Le roman français des années 1970, une rétrospective (Université de Lorraine, 21-22 mai)

Publié le par Francesca Lorandini

Colloque international 

Université de Lille (ALITHILA) – Université de Lorraine (LIS) – Università di Modena e Reggio Emilia (DSLC)

Le roman français des années 1970, une rétrospective

Université de Lorraine, 21-22 mai

Le roman français des années 1970 souffre d’un déficit d’image, malgré les nombreux travaux consacrés aux auteurs ayant publié durant cette décennie. Une seule synthèse lui est à ce jour dédiée (Anne-Marie Macé, Le Roman français des années 1970, 1995).

En effet, la décennie 1970 est considérée au pire comme un tunnel d’abstraction idéologique, avant l’abandon des injonctions formalistes, au mieux comme une passerelle entre le Nouveau roman installé dès les années 1950 et le « retour au récit » des années 1980. Emblématisées par le « roman textuel », les années 1970 ne trouvent grâce aux yeux des commentateurs d’aujourd’hui qu’à travers de rares objets, considérés comme des OLNI (objets littéraires non identifiés), dont on se félicite qu’ils n’aient pas fait école.

On omet cependant de s’intéresser à ce qui a permis l’éclosion de telles conceptions du romanesque ; on se penche trop peu sur les textes eux-mêmes, sans voir qu’ils ont pu être le fruit d’une hybridation dont ont profité d’autres lieux que la littérature fictionnelle académique, tels l’art contemporain, la poésie, le cinéma ou la bande dessinée. C’est pourquoi, et alors que Barthes, en mai 1975, proclamait avec assurance que « le roman, […] historiquement, sembl[ait] disparaître de notre culture active », nous souhaiterions, en convoquant les grands auteurs ayant publié durant la décennie, revenir sur ce moment de l’histoire littéraire du second XXe siècle, pour ces livres oubliés, méconnus ou trahis, de la littérature française.
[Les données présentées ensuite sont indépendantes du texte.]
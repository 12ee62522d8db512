//! Bone masks (layer masks).
//!
//! A [`MaskDefinition`] is a list of branch filters. Resolved against a mesh
//! asset it becomes a per-CPU-bone weight array in 15-bit fixed point. Built
//! arrays are shared by every layer using the same (definition, asset) pair
//! through the reference-counted [`MaskRegistry`].

use rustc_hash::FxHashMap;
use smallvec::SmallVec;
use xxhash_rust::xxh3::Xxh3;

use crate::math::WEIGHT_SCALE;
use crate::skeleton::{MeshAsset, ReferenceSkeleton};
use crate::utils::interner::{self, Symbol};

/// Full weight in mask fixed point.
pub const MASK_FULL: u16 = 0x7FFF;

/// A branch filter: `bone` and everything below it.
///
/// Weight ramps from `1 / depth` at the branch bone to full weight `depth - 1`
/// levels below it. A depth of zero or less applies full weight everywhere in
/// the branch.
#[derive(Debug, Clone, Copy, PartialEq, Eq, Hash)]
pub struct BoneLayer {
    pub bone: Symbol,
    pub depth: i32,
}

impl BoneLayer {
    #[must_use]
    pub fn new(bone_name: &str, depth: i32) -> Self {
        Self {
            bone: interner::intern(bone_name),
            depth,
        }
    }

    #[must_use]
    pub fn bone_name(&self) -> &'static str {
        interner::resolve(self.bone)
    }

    fn weight_at(&self, depth_below: usize) -> f32 {
        if self.depth <= 0 {
            1.0
        } else {
            ((depth_below + 1) as f32 / self.depth as f32).min(1.0)
        }
    }
}

/// Identity of a mask definition, also used as the weight normalization group.
#[derive(Debug, Clone, Copy, PartialEq, Eq, Hash, PartialOrd, Ord)]
pub struct MaskSourceHandle(pub u64);

/// Identity of a mask definition resolved against one asset.
#[derive(Debug, Clone, Copy, PartialEq, Eq, Hash, PartialOrd, Ord)]
pub struct MaskProxyHandle(pub u64);

/// Ordered branch filters. Empty means "whole body".
#[derive(Debug, Clone, Default, PartialEq, Eq)]
pub struct MaskDefinition {
    pub layers: SmallVec<[BoneLayer; 4]>,
}

impl MaskDefinition {
    #[must_use]
    pub fn full_body() -> Self {
        Self::default()
    }

    #[must_use]
    pub fn with_layer(mut self, bone_name: &str, depth: i32) -> Self {
        self.layers.push(BoneLayer::new(bone_name, depth));
        self
    }

    #[inline]
    #[must_use]
    pub fn is_empty(&self) -> bool {
        self.layers.is_empty()
    }

    #[must_use]
    pub fn source_handle(&self) -> MaskSourceHandle {
        let mut hasher = Xxh3::new();
        for layer in &self.layers {
            hasher.update(layer.bone_name().as_bytes());
            hasher.update(&layer.depth.to_le_bytes());
        }
        MaskSourceHandle(hasher.digest())
    }

    #[must_use]
    pub fn proxy_handle(&self, asset: &MeshAsset) -> MaskProxyHandle {
        let mut hasher = Xxh3::new();
        hasher.update(&self.source_handle().0.to_le_bytes());
        hasher.update(&asset.id().to_le_bytes());
        MaskProxyHandle(hasher.digest())
    }

    /// Whether two masks affect a common branch. Two whole-body masks match.
    #[must_use]
    pub fn shares_bones_with(&self, other: &MaskDefinition) -> bool {
        if self.is_empty() && other.is_empty() {
            return true;
        }
        self.layers
            .iter()
            .any(|layer| other.layers.iter().any(|o| o.bone == layer.bone))
    }

    /// Per-CPU-bone weights of this mask on `skeleton`.
    #[must_use]
    pub fn generate_weights(&self, skeleton: &ReferenceSkeleton) -> Vec<u16> {
        let count = skeleton.num_bones();
        if self.is_empty() {
            return vec![MASK_FULL; count];
        }

        let branches: SmallVec<[(usize, &BoneLayer); 4]> = self
            .layers
            .iter()
            .filter_map(|layer| match skeleton.find_bone_symbol(layer.bone) {
                Some(index) => Some((index, layer)),
                None => {
                    log::warn!("Bone mask references unknown bone '{}'", layer.bone_name());
                    None
                }
            })
            .collect();

        (0..count)
            .map(|bone| {
                let weight = branches
                    .iter()
                    .filter_map(|(root, layer)| {
                        skeleton.depth_below(bone, *root).map(|d| layer.weight_at(d))
                    })
                    .fold(0.0_f32, f32::max);
                (weight * WEIGHT_SCALE).round() as u16
            })
            .collect()
    }
}

#[derive(Debug, Clone)]
struct BuiltMask {
    weights: Vec<u16>,
    ref_count: u32,
}

/// Shared, reference-counted built masks.
#[derive(Debug, Default)]
pub struct MaskRegistry {
    masks: FxHashMap<MaskProxyHandle, BuiltMask>,
    dirty: bool,
}

impl MaskRegistry {
    #[must_use]
    pub fn new() -> Self {
        Self::default()
    }

    /// Takes a reference on the mask for `definition` on `asset`, building it
    /// on first use.
    pub fn acquire(&mut self, definition: &MaskDefinition, asset: &MeshAsset) -> MaskProxyHandle {
        let handle = definition.proxy_handle(asset);
        if let Some(mask) = self.masks.get_mut(&handle) {
            mask.ref_count += 1;
        } else {
            let weights = definition.generate_weights(asset.skeleton());
            log::debug!("Built bone mask {:016x} for '{}'", handle.0, asset.name());
            self.masks.insert(
                handle,
                BuiltMask {
                    weights,
                    ref_count: 1,
                },
            );
            self.dirty = true;
        }
        handle
    }

    /// Drops a reference; the mask is discarded with its last reference.
    pub fn release(&mut self, handle: MaskProxyHandle) {
        let Some(mask) = self.masks.get_mut(&handle) else {
            return;
        };
        mask.ref_count = mask.ref_count.saturating_sub(1);
        if mask.ref_count == 0 {
            self.masks.remove(&handle);
            self.dirty = true;
        }
    }

    #[must_use]
    pub fn weights(&self, handle: MaskProxyHandle) -> Option<&[u16]> {
        self.masks.get(&handle).map(|mask| mask.weights.as_slice())
    }

    /// Weight of `bone` in `[0, 1]`; unknown masks and bones are unmasked.
    #[must_use]
    pub fn bone_weight(&self, handle: MaskProxyHandle, bone: usize) -> f32 {
        self.masks
            .get(&handle)
            .and_then(|mask| mask.weights.get(bone))
            .map_or(1.0, |&w| f32::from(w) / WEIGHT_SCALE)
    }

    #[must_use]
    pub fn ref_count(&self, handle: MaskProxyHandle) -> u32 {
        self.masks.get(&handle).map_or(0, |mask| mask.ref_count)
    }

    #[must_use]
    pub fn len(&self) -> usize {
        self.masks.len()
    }

    #[must_use]
    pub fn is_empty(&self) -> bool {
        self.masks.is_empty()
    }

    /// Whether masks were added or removed since the last table build.
    #[must_use]
    pub fn is_dirty(&self) -> bool {
        self.dirty
    }

    pub fn mark_dirty(&mut self) {
        self.dirty = true;
    }

    /// Flattens every mask into one table of `stride` entries per mask,
    /// padded with zero weight, and returns each mask's row.
    pub fn build_table(&mut self, stride: usize) -> (Vec<u16>, FxHashMap<MaskProxyHandle, u32>) {
        let mut handles: Vec<MaskProxyHandle> = self.masks.keys().copied().collect();
        handles.sort_unstable();

        let mut table = Vec::with_capacity(handles.len() * stride);
        let mut index_of = FxHashMap::default();
        for (row, handle) in handles.iter().enumerate() {
            let weights = &self.masks[handle].weights;
            table.extend(weights.iter().take(stride));
            table.resize((row + 1) * stride, 0);
            index_of.insert(*handle, row as u32);
        }

        self.dirty = false;
        (table, index_of)
    }
}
Car la décennie 1970, que Vincent Kaufmann décrit dans La Faute à Mallarmé (2011) comme une « mouvance théorique-réflexive », mérite à partir du roman un nouvel examen détaillé. L’enjeu est d’inspecter les conditions d’apparition des romans « théoriques » (Ricardou) mais aussi d’observer les transformations que connaît le « Nouveau Roman » (Duras, Robbe-Grillet, Sarraute, Simon), non sans avoir tenté de comprendre ce qui s’infléchit dans l’œuvre des romanciers découverts dans la décennie précédente (Sollers, Perec, Le Clézio, Cixous). On sait que la défiance à l’égard du récit est souvent mise en avant pour définir la « cérébralité » de ce roman, mais pouvons-nous réellement, au regard du corpus existant, passer outre la réalité de la production fictionnelle de cette décennie ? C’est également sans compter que le roman français des années 1970 a donné lieu à une hybridation du narratif et du théorique, s’amusant à être le laboratoire des formes romanesques à venir, dont celles qui ont à voir avec l’autofiction qui apparaît dès le mitan de la décennie, en 1975, avec le Roland Barthes par Roland Barthes et W ou le souvenir d’enfance de Perec, avant même que Doubrovsky n’en inventât le terme (Fils, 1977), et dont le moins qu’on puisse dire est qu’il représente un tournant générique de la littérature française.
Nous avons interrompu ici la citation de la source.